About 18 months ago I wrote about Aung San Suu Kyi's triumphant and inspiring visit to this country. This was just after the Feast of the Sacred Heart, when the Gospel had focused our attention on Jesus' crucified vulnerability, and the ultimate triumph of Love over evil. Reflecting on what I had written about this, I described Suu Kyi as a seemingly powerless woman who, in her very powerlessness, has conquered military might; a woman who appeared a spent force when the regime was triumphant but whose very stillness and silence have moved the world. In their efforts to control and silence her, the regime unwittingly unleashed a spirit they could never control.
Today, the world mourns the death of a man about whom we could say pretty much the same. In their efforts to weaken, silence and control Nelson Mandela the apartheid regime unwittingly unleashed and strengthened a spirit they would never be able to control; a man whose stature and fame became far greater than any of his oppressors'.

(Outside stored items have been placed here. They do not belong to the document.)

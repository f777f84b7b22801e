use crate::{Error, Result, Value};

/// A type that can be loaded from a single column value.
///
/// Record fields must implement `Primitive` unless they are marked
/// `#[embed]`.
pub trait Primitive: Sized {
    /// Returns `true` if the primitive accepts `NULL` (e.g. `Option`).
    const NULLABLE: bool = false;

    fn load(value: Value) -> Result<Self>;
}

/// A storage location a cursor writes one column value into.
///
/// Every [`Primitive`] is a destination: scanning replaces the current
/// value with the loaded one.
pub trait Dest {
    fn store(&mut self, value: Value) -> Result<()>;
}

impl<T: Primitive> Dest for T {
    fn store(&mut self, value: Value) -> Result<()> {
        *self = T::load(value)?;
        Ok(())
    }
}

macro_rules! impl_int_primitive {
    ( $($ty:ty),+ ) => {
        $(
            impl Primitive for $ty {
                fn load(value: Value) -> Result<Self> {
                    match value {
                        Value::I64(v) => <$ty>::try_from(v)
                            .map_err(|_| Error::type_conversion(value, stringify!($ty))),
                        _ => Err(Error::type_conversion(value, stringify!($ty))),
                    }
                }
            }
        )+
    };
}

impl_int_primitive!(i8, i16, i32, i64, isize, u8, u16, u32, u64, usize);

impl Primitive for bool {
    fn load(value: Value) -> Result<Self> {
        match value {
            Value::Bool(v) => Ok(v),
            // SQLite and friends store booleans as integers
            Value::I64(v) => Ok(v != 0),
            _ => Err(Error::type_conversion(value, "bool")),
        }
    }
}

impl Primitive for f64 {
    fn load(value: Value) -> Result<Self> {
        match value {
            Value::F64(v) => Ok(v),
            Value::I64(v) => Ok(v as f64),
            _ => Err(Error::type_conversion(value, "f64")),
        }
    }
}

impl Primitive for f32 {
    fn load(value: Value) -> Result<Self> {
        f64::load(value).map(|v| v as f32)
    }
}

impl Primitive for String {
    fn load(value: Value) -> Result<Self> {
        match value {
            Value::String(v) => Ok(v),
            _ => Err(Error::type_conversion(value, "String")),
        }
    }
}

impl Primitive for Vec<u8> {
    fn load(value: Value) -> Result<Self> {
        match value {
            Value::Bytes(v) => Ok(v),
            Value::String(v) => Ok(v.into_bytes()),
            _ => Err(Error::type_conversion(value, "Vec<u8>")),
        }
    }
}

impl<T: Primitive> Primitive for Option<T> {
    const NULLABLE: bool = true;

    fn load(value: Value) -> Result<Self> {
        if value.is_null() {
            Ok(None)
        } else {
            Ok(Some(T::load(value)?))
        }
    }
}
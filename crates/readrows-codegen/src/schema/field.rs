use super::{Column, ErrorSet};

use syn::ext::IdentExt;

#[derive(Debug)]
pub(crate) struct Field {
    /// Field identifier
    pub(crate) ident: syn::Ident,

    /// Field name as seen by the column mapping, without any `r#` prefix
    pub(crate) name: String,

    /// Field type
    pub(crate) ty: syn::Type,

    /// Field attributes
    pub(crate) attrs: FieldAttr,
}

#[derive(Debug, Default)]
pub(crate) struct FieldAttr {
    /// Explicit column name: `#[column("name")]`
    pub(crate) column: Option<Column>,

    /// True if the field is a nested group annotated with `#[embed]`
    pub(crate) embed: bool,
}

impl Field {
    pub(super) fn from_ast(field: &syn::Field) -> syn::Result<Self> {
        let Some(ident) = &field.ident else {
            return Err(syn::Error::new_spanned(field, "record fields must be named"));
        };

        let mut errs = ErrorSet::default();
        let mut attrs = FieldAttr::default();

        for attr in &field.attrs {
            if attr.path().is_ident("column") {
                if attrs.column.is_some() {
                    errs.push(syn::Error::new_spanned(
                        attr,
                        "duplicate #[column] attribute",
                    ));
                } else {
                    attrs.column = errs.check(Column::from_ast(attr));
                }
            } else if attr.path().is_ident("embed") {
                if attrs.embed {
                    errs.push(syn::Error::new_spanned(attr, "duplicate #[embed] attribute"));
                } else if let Err(err) = attr.meta.require_path_only() {
                    errs.push(err);
                } else {
                    attrs.embed = true;
                }
            }
        }

        if attrs.embed && attrs.column.is_some() {
            errs.push(syn::Error::new_spanned(
                field,
                "#[column] cannot be used on an #[embed] field; rename the embedded fields instead",
            ));
        }

        errs.finish(Self {
            ident: ident.clone(),
            name: ident.unraw().to_string(),
            ty: field.ty.clone(),
            attrs,
        })
    }
}
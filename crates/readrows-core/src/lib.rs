//! Row materialization: turns the rows of a query result into records.
//!
//! A [`Cursor`] hands over column names and row values, a [`Record`]
//! describes its (flattened) fields, and [`scan()`] binds one to the other
//! by column name.

pub mod casing;

mod column_map;
pub use column_map::ColumnMap;

mod cursor;
pub use cursor::{Cursor, Slot};

mod error;
pub use error::Error;

mod primitive;
pub use primitive::{Dest, Primitive};

#[cfg(feature = "jiff")]
mod primitive_jiff;

mod record;
pub use record::{Element, ElementKind, FieldDescriptor, Record};

mod scan;
pub use scan::{collect, scan};

mod value;
pub use value::Value;

/// A Result type alias that uses readrows' [`Error`] type.
pub type Result<T> = core::result::Result<T, Error>;
/// Accumulates attribute errors so one expansion reports all of them.
#[derive(Debug, Default)]
pub(crate) struct ErrorSet {
    errors: Vec<syn::Error>,
}

impl ErrorSet {
    pub(crate) fn push(&mut self, err: syn::Error) {
        self.errors.push(err);
    }

    /// Records `err` if `res` failed, otherwise returns the value.
    pub(crate) fn check<T>(&mut self, res: syn::Result<T>) -> Option<T> {
        res.map_err(|err| self.push(err)).ok()
    }

    /// Returns `value` if no error was recorded, else all errors combined.
    pub(crate) fn finish<T>(self, value: T) -> syn::Result<T> {
        match self.errors.into_iter().reduce(|mut acc, err| {
            acc.combine(err);
            acc
        }) {
            Some(err) => Err(err),
            None => Ok(value),
        }
    }
}
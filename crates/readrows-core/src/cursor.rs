use crate::{Dest, Result, Value};

/// A forward-only iterator over the rows of one query result.
///
/// Cursors are supplied by the caller and consumed by [`scan`]. The column
/// list must stay the same for the lifetime of the cursor, and
/// [`Cursor::scan`] fills the slots positionally, one slot per column in the
/// order [`Cursor::columns`] returned them.
///
/// [`scan`]: crate::scan()
pub trait Cursor {
    /// Returns the column names of the result set, in row order.
    fn columns(&mut self) -> Result<Vec<String>>;

    /// Advances to the next row. Returns `false` once the cursor is
    /// exhausted.
    fn next(&mut self) -> Result<bool>;

    /// Writes the current row into `slots`.
    ///
    /// `slots.len()` equals the number of columns.
    fn scan(&mut self, slots: &mut [Slot<'_>]) -> Result<()>;

    /// Releases the underlying resource. Calling `close` more than once is a
    /// no-op.
    fn close(&mut self);
}

impl<C: Cursor + ?Sized> Cursor for &mut C {
    fn columns(&mut self) -> Result<Vec<String>> {
        (**self).columns()
    }

    fn next(&mut self) -> Result<bool> {
        (**self).next()
    }

    fn scan(&mut self, slots: &mut [Slot<'_>]) -> Result<()> {
        (**self).scan(slots)
    }

    fn close(&mut self) {
        (**self).close()
    }
}

impl<C: Cursor + ?Sized> Cursor for Box<C> {
    fn columns(&mut self) -> Result<Vec<String>> {
        (**self).columns()
    }

    fn next(&mut self) -> Result<bool> {
        (**self).next()
    }

    fn scan(&mut self, slots: &mut [Slot<'_>]) -> Result<()> {
        (**self).scan(slots)
    }

    fn close(&mut self) {
        (**self).close()
    }
}

/// Destination for one column of the current row.
pub enum Slot<'a> {
    /// The column is mapped to a record field
    Bound(&'a mut dyn Dest),

    /// The column has no field; its value is dropped unchecked
    Absorb,
}

impl Slot<'_> {
    /// Stores `value` in the slot.
    pub fn set(&mut self, value: Value) -> Result<()> {
        match self {
            Slot::Bound(dest) => dest.store(value),
            Slot::Absorb => Ok(()),
        }
    }

    /// Returns `true` if the column is mapped to a field.
    pub fn is_bound(&self) -> bool {
        matches!(self, Slot::Bound(_))
    }
}

impl core::fmt::Debug for Slot<'_> {
    fn fmt(&self, f: &mut core::fmt::Formatter<'_>) -> core::fmt::Result {
        match self {
            Slot::Bound(_) => f.write_str("Bound"),
            Slot::Absorb => f.write_str("Absorb"),
        }
    }
}
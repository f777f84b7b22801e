/// Arguments of a `#[column(...)]` field attribute.
///
/// Allowed syntax:
///
/// ```text
/// #[column("name")]
/// #[column(name = "name")]
/// ```
#[derive(Debug)]
pub(crate) struct Column {
    pub(crate) name: syn::LitStr,
}

impl Column {
    pub(super) fn from_ast(attr: &syn::Attribute) -> syn::Result<Column> {
        attr.parse_args()
    }
}

mod kw {
    syn::custom_keyword!(name);
}

impl syn::parse::Parse for Column {
    fn parse(input: syn::parse::ParseStream) -> syn::Result<Self> {
        let lookahead = input.lookahead1();

        let name: syn::LitStr = if lookahead.peek(syn::LitStr) {
            input.parse()?
        } else if lookahead.peek(kw::name) {
            let _kw: kw::name = input.parse()?;
            let _eq_token: syn::Token![=] = input.parse()?;
            input.parse()?
        } else {
            return Err(lookahead.error());
        };

        if !input.is_empty() {
            return Err(syn::Error::new(
                input.span(),
                "unexpected tokens after column name",
            ));
        }

        if name.value().is_empty() {
            return Err(syn::Error::new_spanned(&name, "column name cannot be empty"));
        }

        Ok(Column { name })
    }
}
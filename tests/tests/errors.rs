use readrows::{Dest, FieldDescriptor, Primitive, Record, Value};
use tests::{CursorOp, MockCursor};

#[derive(Debug, Default, PartialEq, Record)]
struct Item {
    id: i64,
    name: String,
}

fn three_rows() -> MockCursor {
    MockCursor::new(&["id", "name"])
        .row([Value::from(1_i64), Value::from("one")])
        .row([Value::from(2_i64), Value::from("two")])
        .row([Value::from(3_i64), Value::from("three")])
}

#[test]
fn row_failure_keeps_earlier_rows() {
    let cursor = three_rows().fail_scan_at(2);
    let log = cursor.log();

    let mut items: Vec<Item> = vec![];
    let err = readrows::scan(&mut items, cursor).unwrap_err();

    assert_eq!(err.to_string(), "scan failed at row 2");
    assert_eq!(
        items,
        vec![Item {
            id: 1,
            name: "one".into()
        }]
    );
    assert_eq!(log.scan_count(), 2);
    assert_eq!(log.close_count(), 1);
}

#[test]
fn column_failure_is_propagated_and_closes() {
    let cursor = three_rows().fail_columns();
    let log = cursor.log();

    let mut items: Vec<Item> = vec![];
    let err = readrows::scan(&mut items, cursor).unwrap_err();

    assert_eq!(err.to_string(), "columns unavailable");
    assert!(items.is_empty());
    assert_eq!(log.ops(), vec![CursorOp::Columns, CursorOp::Close]);
}

#[test]
fn conversion_failure_stops_the_scan() {
    let cursor = MockCursor::new(&["id", "name"])
        .row([Value::from(1_i64), Value::from("one")])
        .row([Value::from("two"), Value::from("two")]);
    let log = cursor.log();

    let mut items: Vec<Item> = vec![];
    let err = readrows::scan(&mut items, cursor).unwrap_err();

    assert!(err.is_type_conversion());
    assert_eq!(items.len(), 1);
    assert_eq!(log.close_count(), 1);
}

/// A hand written record whose `bind` forgot a field.
#[derive(Debug, Default)]
#[allow(dead_code)]
struct Lopsided {
    id: i64,
    name: String,
}

impl Record for Lopsided {
    fn describe(fields: &mut Vec<FieldDescriptor>) {
        fields.push(FieldDescriptor::new("id"));
        fields.push(FieldDescriptor::new("name"));
    }

    fn bind<'a>(&'a mut self, slots: &mut Vec<&'a mut dyn Dest>) {
        slots.push(&mut self.id);
    }
}

readrows::impl_element!(Lopsided);

#[test]
fn record_binding_mismatch_is_rejected_before_reading() {
    let cursor = three_rows();
    let log = cursor.log();

    let mut rows: Vec<Box<Lopsided>> = vec![];
    let err = readrows::scan(&mut rows, cursor).unwrap_err();

    assert!(err.is_invalid_record());
    assert!(
        err.to_string()
            .ends_with("Lopsided`: record describes 2 fields but binds 1"),
        "{err}"
    );
    assert!(!log.read_any_row());
    assert_eq!(log.close_count(), 1);
    assert!(rows.is_empty());
}

#[derive(Debug, Default)]
struct Bomb;

impl Primitive for Bomb {
    fn load(_value: Value) -> readrows::Result<Self> {
        panic!("boom");
    }
}

#[derive(Debug, Default, Record)]
struct Exploding {
    #[allow(dead_code)]
    id: Bomb,
}

#[test]
fn cursor_is_closed_when_scan_panics() {
    let cursor = three_rows();
    let log = cursor.log();

    let res = std::panic::catch_unwind(std::panic::AssertUnwindSafe(move || {
        let mut rows: Vec<Exploding> = vec![];
        let _ = readrows::scan(&mut rows, cursor);
    }));

    assert!(res.is_err());
    assert_eq!(log.close_count(), 1);
}
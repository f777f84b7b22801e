use readrows_core::Value;
use rusqlite::types::ValueRef;

/// Converts a SQLite value within a row to a readrows value.
///
/// SQLite has no boolean or date/time storage class; those arrive as
/// integers or text and are interpreted by the field's `Primitive` impl.
pub(crate) fn from_sql(value: ValueRef<'_>) -> Value {
    match value {
        ValueRef::Null => Value::Null,
        ValueRef::Integer(value) => Value::I64(value),
        ValueRef::Real(value) => Value::F64(value),
        ValueRef::Text(text) => match std::str::from_utf8(text) {
            Ok(text) => Value::String(text.to_owned()),
            Err(_) => Value::Bytes(text.to_vec()),
        },
        ValueRef::Blob(value) => Value::Bytes(value.to_vec()),
    }
}
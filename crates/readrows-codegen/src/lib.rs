mod expand;
mod schema;

use proc_macro2::TokenStream;

pub fn generate(input: TokenStream) -> syn::Result<TokenStream> {
    let item: syn::DeriveInput = syn::parse2(input)?;
    let record = schema::Record::from_ast(&item)?;

    Ok(expand::record(&record))
}
use crate::{FieldDescriptor, Record};

use indexmap::IndexMap;
use std::collections::HashSet;

/// Maps result column names to flattened field indices.
///
/// Built once per scan, before any row is read.
#[derive(Debug, Default, Clone, PartialEq, Eq)]
pub struct ColumnMap {
    columns: IndexMap<String, usize>,
}

impl ColumnMap {
    /// Builds the map for a record type.
    pub fn build<R: Record>() -> ColumnMap {
        ColumnMap::from_fields(&R::fields())
    }

    /// Builds the map from a flattened field list.
    ///
    /// When two fields claim the same column, the one registered last
    /// replaces the earlier one.
    pub fn from_fields(fields: &[FieldDescriptor]) -> ColumnMap {
        let mut columns = IndexMap::with_capacity(fields.len());

        for (index, field) in fields.iter().enumerate() {
            let column = field.column_name().into_owned();

            if let Some(prev) = columns.insert(column, index) {
                log::debug!(
                    "field `{}` replaces field `{}` as target of column `{}`",
                    field.name,
                    fields[prev].name,
                    field.column_name(),
                );
            }
        }

        ColumnMap { columns }
    }

    /// Returns the field index bound to `column`.
    pub fn get(&self, column: &str) -> Option<usize> {
        self.columns.get(column).copied()
    }

    /// Number of distinct mapped columns.
    pub fn len(&self) -> usize {
        self.columns.len()
    }

    /// Returns `true` if no column is mapped.
    pub fn is_empty(&self) -> bool {
        self.columns.is_empty()
    }

    /// Iterates `(column, field index)` pairs in registration order.
    pub fn iter(&self) -> impl Iterator<Item = (&str, usize)> + '_ {
        self.columns
            .iter()
            .map(|(column, index)| (column.as_str(), *index))
    }

    /// Resolves a result's column list into one binding per position.
    ///
    /// `None` marks a column that is absorbed. A field is bound at most once
    /// per row; if the result repeats a column, the last occurrence is bound
    /// and the earlier ones are absorbed.
    pub fn bindings(&self, columns: &[String]) -> Vec<Option<usize>> {
        let mut bindings: Vec<_> = columns.iter().map(|column| self.get(column)).collect();
        let mut bound = HashSet::new();

        for binding in bindings.iter_mut().rev() {
            if let Some(index) = *binding {
                if !bound.insert(index) {
                    *binding = None;
                }
            }
        }

        bindings
    }
}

But as with Suu Kyi, what we honour and remember Mandela for is not simply his indomitable spirit and long imprisonment, but his humanity, dignity and grace since his release. His refusal to seek any sort of revenge, and his commitment to reconciliation and peace-making are undoubtedly his greatest gifts to his country and to the rest of the world. As a BBC correspondent said, Mandela liberated not only black South Africans; he also liberated his oppressors from their hatred and rancour. Whatever else he was about, whatever else he may or may not have done, he lived forgiveness in the most extraordinary way; a way which can only challenge and teach those of us who have far less than 27 years' incarceration and ill treatment to forgive.
What counts in life is not the mere fact that we have lived. It is what difference we have made to the lives of others that will determine the significance of the life we lead.